Una vera e propria "rivolta organizzata" è avvenuta nel Reparto G12 del Nuovo complesso di Rebibbia, dove un gruppo di detenuti ha appiccato un incendio nel corridoio della Sezione C. Materassi e coperte sono stati utilizzati per creare una vera e propria barriera di fuoco, mentre i cancelli d'accesso sono stati bloccati con lenzuola annodate, nel tentativo deliberato di ostacolare i soccorsi e impedire qualsiasi intervento tempestivo.

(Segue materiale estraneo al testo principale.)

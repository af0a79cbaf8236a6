//! Byte-offset spans for scanned tokens.

use std::fmt;

/// Half-open byte range `start..end` into the source.
#[derive(Copy, Clone, Eq, PartialEq, Hash, Default)]
pub struct Span {
    pub start: u32,
    pub end: u32,
}

impl Span {
    /// Create a new span.
    #[inline]
    pub const fn new(start: u32, end: u32) -> Self {
        Span { start, end }
    }

    /// Create a point span (zero-length).
    #[inline]
    pub const fn point(offset: u32) -> Span {
        Span {
            start: offset,
            end: offset,
        }
    }

    /// Length of the span in bytes.
    #[inline]
    pub const fn len(&self) -> u32 {
        self.end - self.start
    }

    /// Check if span is empty.
    #[inline]
    pub const fn is_empty(&self) -> bool {
        self.start == self.end
    }

    /// Convert to a `std::ops::Range` for slicing.
    #[inline]
    pub fn to_range(self) -> std::ops::Range<usize> {
        self.start as usize..self.end as usize
    }
}

impl fmt::Debug for Span {
    fn fmt(&self, f: &mut fmt::Formatter<'_>) -> fmt::Result {
        write!(f, "{}..{}", self.start, self.end)
    }
}

impl fmt::Display for Span {
    fn fmt(&self, f: &mut fmt::Formatter<'_>) -> fmt::Result {
        write!(f, "{}..{}", self.start, self.end)
    }
}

A riferirlo è il sindacato della polizia penitenziaria Uspp che descrive "scene di estrema tensione e violenza" e "una situazione estremamente critica, aggravata dalla presenza di fumi tossici e dal concreto rischio per l'incolumità di detenuti e operatori. Solo grazie alla prontezza, al sangue freddo e all'elevata professionalità del personale di Polizia Penitenziaria in servizio - sottolinea una nota- si è riusciti a evitare conseguenze ben più gravi, mettendo in sicurezza l'intera popolazione detenuta nonostante le condizioni proibitive e l'aggressività della rivolta".

"Assistiamo a un cambiamento preoccupante nel comportamento della popolazione detenuta, sempre più riluttante al rispetto delle regole. È necessario ripensare le modalità di gestione- dichiara il segretario regionale Uspp del Lazio, Giovanni Passaro - occorre individuare nuove strutture".